In this example, we show how to quantize a Hugging Face model with Neural Solution.
- Demonstrate how to start the Neural Solution Service.
- Demonstrate how to prepare an optimization task request and submit it to Neural Solution Service.
- Demonstrate how to query the status of the task and fetch the optimization result.
- Demonstrate how to query and manage the resource of the cluster.
# Activate your environment
conda activate ENV
# Start neural solution service with default configuration, log will be saved in the "serve_log" folder.
neural_solution start
# Start neural solution service with custom configuration
neural_solution start --task_monitor_port=22222 --result_monitor_port=33333 --restful_api_port=8001
# Stop neural solution service with default configuration
neural_solution stop
# Help Manual
neural_solution -h
# Help output
usage: neural_solution {start,stop,cluster} [-h] [--hostfile HOSTFILE] [--restful_api_port RESTFUL_API_PORT] [--grpc_api_port GRPC_API_PORT]
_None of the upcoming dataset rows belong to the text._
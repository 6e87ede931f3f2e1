//! Startup configuration for tigerslam.
//!
//! The configuration is a flat key-value file (TOML) read once at startup.
//! The resulting [`RobotConfig`] is an immutable snapshot handed to the
//! subsystems through their constructors; nothing re-reads the file at
//! runtime.

use serde::Deserialize;
use std::path::Path;
use thiserror::Error;
use tracing::warn;

#[derive(Error, Debug)]
pub enum ConfigError {
    #[error("failed to read config file: {0}")]
    Io(#[from] std::io::Error),
    #[error("failed to parse config file: {0}")]
    Parse(#[from] toml::de::Error),
}

/// Process-wide configuration snapshot.
///
/// Field names match the option names in the configuration file one to one.
#[derive(Debug, Clone, Deserialize)]
#[serde(default)]
pub struct RobotConfig {
    // Sensors
    pub lidar_port: String,
    pub lidar_num_distances: usize,
    pub lidar_radial_span: f64,
    pub lidar_max_distance: f64,
    /// Laser mount offset from the robot center, meters
    pub lidar_position_x: f64,
    pub lidar_position_y: f64,
    pub use_lidar: bool,
    pub odometry_port: String,
    pub use_odometry: bool,

    // Robot geometry
    pub robot_base_width: f64,
    pub robot_wheel_radius: f64,
    pub robot_odometry_ppr: u32,

    // HectorSLAM
    pub hectorslam_gridmap_size_x: usize,
    pub hectorslam_gridmap_size_y: usize,
    /// Level-0 cell length in meters
    pub hectorslam_gridmap_resolution: f64,
    /// World origin as a fraction [0, 1] of the map's world size
    pub hectorslam_gridmap_start_x: f64,
    pub hectorslam_gridmap_start_y: f64,
    pub hectorslam_levels: usize,
    pub hectorslam_update_factor_free: f64,
    pub hectorslam_update_factor_occupied: f64,
    pub hectorslam_map_update_min_dist_diff: f64,
    pub hectorslam_map_update_min_angle_diff: f64,
    pub hectorslam_use_odometry: bool,
    pub hectorslam_use_lidar_correction: bool,
    /// Time the LIDAR uses on one sweep, first beam to last (s)
    pub hectorslam_scan_duration: f64,

    // A* planning
    pub astar_shrink_factor: usize,
    pub astar_check_radius: f64,
    pub astar_unknown_punish: f64,
    pub astar_max_iterations: usize,
    pub astar_smoothing_data_weight: f64,
    pub astar_smoothing_smooth_weight: f64,

    // Path following
    pub lookahead_distance: f64,

    // Collision avoidance
    pub collision_detection_radius: f64,
    pub collision_detection_angle: f64,

    // Map storage
    pub map_storage_root: String,
}

impl Default for RobotConfig {
    fn default() -> Self {
        Self {
            lidar_port: "/dev/ttyUSB0".into(),
            lidar_num_distances: 360,
            lidar_radial_span: 360.0,
            lidar_max_distance: 6000.0,
            lidar_position_x: 0.0,
            lidar_position_y: 0.0,
            use_lidar: true,
            odometry_port: "/dev/ttyUSB1".into(),
            use_odometry: true,

            robot_base_width: 0.4,
            robot_wheel_radius: 0.05,
            robot_odometry_ppr: 200,

            hectorslam_gridmap_size_x: 1024,
            hectorslam_gridmap_size_y: 1024,
            hectorslam_gridmap_resolution: 0.025,
            hectorslam_gridmap_start_x: 0.5,
            hectorslam_gridmap_start_y: 0.5,
            hectorslam_levels: 3,
            hectorslam_update_factor_free: 0.4,
            hectorslam_update_factor_occupied: 0.6,
            hectorslam_map_update_min_dist_diff: 0.4,
            hectorslam_map_update_min_angle_diff: 0.9,
            hectorslam_use_odometry: true,
            hectorslam_use_lidar_correction: false,
            hectorslam_scan_duration: 0.0667,

            astar_shrink_factor: 4,
            astar_check_radius: 0.3,
            astar_unknown_punish: 1.5,
            astar_max_iterations: 100_000,
            astar_smoothing_data_weight: 0.5,
            astar_smoothing_smooth_weight: 0.1,

            lookahead_distance: 0.5,

            collision_detection_radius: 0.5,
            collision_detection_angle: 1.0,

            map_storage_root: "maps".into(),
        }
    }
}

impl RobotConfig {
    /// Load the configuration from a file, falling back to defaults when the
    /// file does not exist.
    pub fn load(path: &Path) -> Result<Self, ConfigError> {
        if !path.exists() {
            warn!(path = %path.display(), "Config file not found, using defaults");
            return Ok(Self::default());
        }
        let content = std::fs::read_to_string(path)?;
        Ok(toml::from_str(&content)?)
    }
}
[--result_monitor_port RESULT_MONITOR_PORT] [--task_monitor_port TASK_MONITOR_PORT] [--api_type API_TYPE]
[--workspace WORKSPACE] [--conda_env CONDA_ENV] [--upload_path UPLOAD_PATH] [--query] [--join JOIN] [--remove REMOVE]
Neural Solution
positional arguments:
{start,stop,cluster} start/stop/management service
optional arguments:
-h, --help show this help message and exit
--hostfile HOSTFILE start backend serve host file which contains all available nodes
--restful_api_port RESTFUL_API_PORT
start restful serve with {restful_api_port}, default 8000
--grpc_api_port GRPC_API_PORT
start gRPC with {restful_api_port}, default 8000
--result_monitor_port RESULT_MONITOR_PORT
start serve for result monitor at {result_monitor_port}, default 3333
--task_monitor_port TASK_MONITOR_PORT
start serve for task monitor at {task_monitor_port}, default 2222
--api_type API_TYPE start web serve with all/grpc/restful, default all
--workspace WORKSPACE
neural solution workspace, default "./ns_workspace"
--conda_env CONDA_ENV
specify the running environment for the task
--upload_path UPLOAD_PATH
specify the file path for the tasks
--query [cluster parameter] query cluster information
--join JOIN [cluster parameter] add new node into cluster
--remove REMOVE [cluster parameter] remove <node-id> from cluster
- Step 1: Prepare the json file includes request content. In this example, we have created request that quantize a Text classification model from Hugging Face.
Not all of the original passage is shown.